DATASET RECORDS:
//! Relation schema definition.

use super::column::Column;
use crate::error::{Error, Result};
use crate::types::DataType;
use crate::value::Value;
use alloc::format;
use alloc::string::String;
use alloc::vec::Vec;

/// The schema of a named relation.
#[derive(Clone, Debug)]
pub struct Table {
    /// Relation name.
    name: String,
    /// Column definitions.
    columns: Vec<Column>,
}

impl Table {
    /// Creates a new table with the given name and columns.
    pub fn new(name: impl Into<String>, columns: Vec<Column>) -> Self {
        let columns: Vec<Column> = columns
            .into_iter()
            .enumerate()
            .map(|(i, c)| c.with_index(i))
            .collect();

        Self {
            name: name.into(),
            columns,
        }
    }

    /// Returns the table name.
    #[inline]
    pub fn name(&self) -> &str {
        &self.name
    }

    /// Returns the columns.
    #[inline]
    pub fn columns(&self) -> &[Column] {
        &self.columns
    }

    /// Returns the number of columns.
    #[inline]
    pub fn arity(&self) -> usize {
        self.columns.len()
    }

    /// Gets a column by name.
    pub fn get_column(&self, name: &str) -> Option<&Column> {
        self.columns.iter().find(|c| c.name() == name)
    }

    /// Gets a column index by name.
    pub fn get_column_index(&self, name: &str) -> Option<usize> {
        self.columns.iter().position(|c| c.name() == name)
    }

    /// Gets a column by name, failing with `ColumnNotFound`.
    pub fn column(&self, name: &str) -> Result<&Column> {
        self.get_column(name)
            .ok_or_else(|| Error::column_not_found(&self.name, name))
    }
}

/// Builder for creating table definitions.
pub struct TableBuilder {
    name: String,
    columns: Vec<Column>,
}

impl TableBuilder {
    /// Creates a new table builder.
    pub fn new(name: impl Into<String>) -> Result<Self> {
        let name = name.into();
        Self::check_naming_rules(&name)?;
        Ok(Self {
            name,
            columns: Vec::new(),
        })
    }

    /// Validates a name follows naming rules.
    fn check_naming_rules(name: &str) -> Result<()> {
        let first = match name.chars().next() {
            Some(c) => c,
            None => return Err(Error::invalid_schema("Name cannot be empty")),
        };
        if !first.is_ascii_alphabetic() && first != '_' {
            return Err(Error::invalid_schema(format!(
                "Name must start with letter or underscore: {}",
                name
            )));
        }
        if !name.chars().all(|c| c.is_ascii_alphanumeric() || c == '_') {
            return Err(Error::invalid_schema(format!(
                "Name contains invalid characters: {}",
                name
            )));
        }
        Ok(())
    }

    fn find_mut(&mut self, name: &str) -> Result<&mut Column> {
        match self.columns.iter_mut().find(|c| c.name() == name) {
            Some(col) => Ok(col),
            None => Err(Error::invalid_schema(format!("Column not found: {}", name))),
        }
    }

    /// Adds a non-nullable column to the table.
    pub fn add_column(mut self, name: impl Into<String>, data_type: DataType) -> Result<Self> {
        let name = name.into();
        Self::check_naming_rules(&name)?;
        if !data_type.is_storable() {
            return Err(Error::invalid_schema(format!(
                "Column {} cannot be declared as {}",
                name, data_type
            )));
        }
        if self.columns.iter().any(|c| c.name() == name) {
            return Err(Error::invalid_schema(format!(
                "Column already exists: {}",
                name
            )));
        }
        self.columns.push(Column::new(name, data_type));
        Ok(self)
    }

    /// Marks columns as nullable.
    pub fn add_nullable(mut self, columns: &[&str]) -> Result<Self> {
        for name in columns {
            let col = self.find_mut(name)?;
            *col = col.clone().nullable(true);
        }
        Ok(self)
    }

    /// Marks a column as a unique key.
    pub fn add_unique(mut self, column: &str) -> Result<Self> {
        let col = self.find_mut(column)?;
        *col = col.clone().unique(true);
        Ok(self)
    }

    /// Restricts a column to a closed set of values.
    pub fn add_domain(mut self, column: &str, values: Vec<Value>) -> Result<Self> {
        let col = self.find_mut(column)?;
        let data_type = col.data_type();
        if let Some(bad) = values
            .iter()
            .find(|v| v.data_type() != Some(data_type))
        {
            return Err(Error::invalid_schema(format!(
                "Domain value {} does not match column type {}",
                bad, data_type
            )));
        }
        *col = col.clone().domain(values);
        Ok(self)
    }

    /// Builds the table definition.
    pub fn build(self) -> Result<Table> {
        if self.columns.is_empty() {
            return Err(Error::invalid_schema(format!(
                "Table {} has no columns",
                self.name
            )));
        }
        Ok(Table::new(self.name, self.columns))
    }
}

TASK DESCRIPTION: Give back exactly the lines from the one containing "v.data_type() != Some(data_type))" through the end of the material above, and nothing else.

FINISHED TASK:
            .find(|v| v.data_type() != Some(data_type))
        {
            return Err(Error::invalid_schema(format!(
                "Domain value {} does not match column type {}",
                bad, data_type
            )));
        }
        *col = col.clone().domain(values);
        Ok(self)
    }

    /// Builds the table definition.
    pub fn build(self) -> Result<Table> {
        if self.columns.is_empty() {
            return Err(Error::invalid_schema(format!(
                "Table {} has no columns",
                self.name
            )));
        }
        Ok(Table::new(self.name, self.columns))
    }
}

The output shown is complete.